5 things you need to consider before taking any supplement

If your morning routine involves tossing down a handful of dietary supplements in vague hopes of boosting your energy or warding off illness this week or disease down the line, you might want to dial back and rethink your approach – especially if you’re of the mindset that you don’t need to discuss your supplements regimen with your doctor.

Here’s why: Although dietary supplements can play a role in remedying a vitamin deficiency or nutritional imbalance, they’re generally unnecessary for people who have a well-rounded diet, and supplements might even pose health risks.

So, whether you’re eyeing supplements to improve your health or you’re already taking a few, here’s how to make sure that you’re doing so in a way that’s helpful rather than harmful.

As a general rule, try to get your vitamins and nutrients from food over supplements

Before dropping a lot of money on supplements, you should know that a balanced diet will usually supply enough of the necessary vitamins and nutrients, unless a deficiency has been diagnosed.

In other words, eat your vegetables and fruits, whole grains and nuts, and healthy protein sources, and you’re probably pretty much set. We know that nutrients are best utilised when they’re taken as a whole food and not from a bottle. Trained integrative medicine physicians won’t usually recommend a slew of vitamins and supplements without a targeted purpose. Supplements are just that – usually extras.

That said, if you have a particular deficiency, or if your access to a variety of nutrient-rich foods is limited, supplements can be a way to make sure you’re getting the vitamins and nutrients you need. Still, this should ideally be something you discuss with a health care provider before you head to the health food store.

Know that supplements aren’t as safe and regulated as most people assume

There are two major misconceptions about supplement safety that can cause trouble for unwitting customers. The first is the assumption that if it’s available over the counter at a pharmacy or “natural” food store, it must be safe to take. Unfortunately, over-the-counter status or even a label that says “all natural” doesn’t mean that it won’t have harmful side effects in certain people or when combined with certain substances.

The other common misconception is that the Food and Drug Administration regulates supplements to ensure their safety. While pharmacies and other retail outlets may vet their supplement products to the extent feasible before putting them on their shelves, that’s no guarantee that the quality and concentration are as advertised. Plus, the FDA’s role in regulating dietary supplements is somewhat limited: The agency inspects manufacturing establishments themselves for product quality, labeling, and claims, and it monitors adverse-events reports after the products are on the market. But that’s about the extent of it.

By law, the FDA doesn’t approve dietary supplements or product labeling. The companies that manufacture or market the supplements are responsible for ensuring that their products are safe and lawful. Consumers should be aware that companies can introduce new supplements to the market without FDA approval or even notification. That’s because dietary supplements are regulated under different, less stringent rules than those covering conventional foods or drug products.
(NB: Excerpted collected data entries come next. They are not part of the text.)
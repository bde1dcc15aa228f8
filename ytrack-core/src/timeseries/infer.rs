use std::collections::BTreeMap;

use chrono::{DateTime, TimeDelta, Utc};
use ytrack_types::YtrackError;

/// Representative spacing of a series, in seconds.
///
/// The most frequent gap between distinct timestamps wins. When several gaps
/// are equally frequent, the lower median of all gaps is used instead.
///
/// ```
/// use chrono::{DateTime, Utc};
/// use ytrack_core::estimate_step_seconds;
///
/// fn t(sec: i64) -> DateTime<Utc> { DateTime::from_timestamp(sec, 0).unwrap() }
///
/// // one missed hour does not change the cadence
/// let ts = vec![t(7200), t(0), t(3600), t(14400), t(18000)];
/// assert_eq!(estimate_step_seconds(&ts), Some(3600));
///
/// // gaps 1800,1800,3600,3600 tie; the lower median is 1800
/// let ts = vec![t(0), t(1800), t(3600), t(7200), t(10800)];
/// assert_eq!(estimate_step_seconds(&ts), Some(1800));
///
/// assert_eq!(estimate_step_seconds(&[t(5), t(5)]), None);
/// ```
#[must_use]
pub fn estimate_step_seconds(timestamps: &[DateTime<Utc>]) -> Option<i64> {
    let mut ts = timestamps.to_vec();
    ts.sort_unstable();
    ts.dedup();
    let mut gaps: Vec<i64> = ts.windows(2).map(|w| (w[1] - w[0]).num_seconds()).collect();
    if gaps.is_empty() {
        return None;
    }
    gaps.sort_unstable();

    let mut counts: BTreeMap<i64, usize> = BTreeMap::new();
    for g in &gaps {
        *counts.entry(*g).or_default() += 1;
    }
    let top = counts.values().copied().max().unwrap_or_default();
    let mut modes = counts.iter().filter(|(_, n)| **n == top).map(|(g, _)| *g);
    match (modes.next(), modes.next()) {
        (Some(g), None) => Some(g),
        _ => Some(gaps[(gaps.len() - 1) / 2]),
    }
}

/// Require `timestamps` to be strictly increasing with a constant step.
///
/// Returns the step, or `None` for fewer than two timestamps.
///
/// # Errors
/// Returns `MalformedSnapshot` naming the first offending pair.
pub fn check_spacing(timestamps: &[DateTime<Utc>]) -> Result<Option<TimeDelta>, YtrackError> {
    let Some(step) = timestamps.windows(2).next().map(|w| w[1] - w[0]) else {
        return Ok(None);
    };
    for w in timestamps.windows(2) {
        let d = w[1] - w[0];
        if d <= TimeDelta::zero() {
            return Err(YtrackError::malformed(format!(
                "bucket {} does not follow {}",
                w[1], w[0]
            )));
        }
        if d != step {
            return Err(YtrackError::malformed(format!(
                "uneven bucket spacing: {}s then {}s at {}",
                step.num_seconds(),
                d.num_seconds(),
                w[1]
            )));
        }
    }
    Ok(Some(step))
}

/// Require strictly ascending timestamps.
///
/// # Errors
/// Returns `UnsortedInput` naming the first offending pair.
pub fn ensure_ascending(timestamps: &[DateTime<Utc>]) -> Result<(), YtrackError> {
    if let Some(w) = timestamps.windows(2).find(|w| w[1] <= w[0]) {
        return Err(YtrackError::UnsortedInput(format!(
            "{} is not after {}",
            w[1], w[0]
        )));
    }
    Ok(())
}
Always check with your doctor before starting a supplement

The main reason for discussing your supplement usage with your provider is safety. Dietary supplements – and that includes vitamins and minerals – can interfere with prescription medications, and taking a larger daily dose than recommended can cause side effects. The same goes for botanical or herbal supplements.

Our recommendation is to make sure that they share with their health care provider what they are taking in line with over-the-counter products, supplements, or essential oils. This is critical to ensuring that the combination of everything is safe.

Another reason to talk to your doctor about supplements is because what your physician doesn’t know about what you’re taking could compromise your care if you do become ill.

Know how much you’re supposed to take – and how much you’re actually taking

Another common misconception about dietary supplements is that if a vitamin or mineral is good for you, increasing your intake might deliver additional health benefits. In fact, taking in more than you need can be harmful.

Too much vitamin D over time can actually weaken the bones. Biotin – a popular supplement that people take to improve skin, nails, and hair – can interfere with lab-test results when taken at high levels, making them read falsely high or falsely low.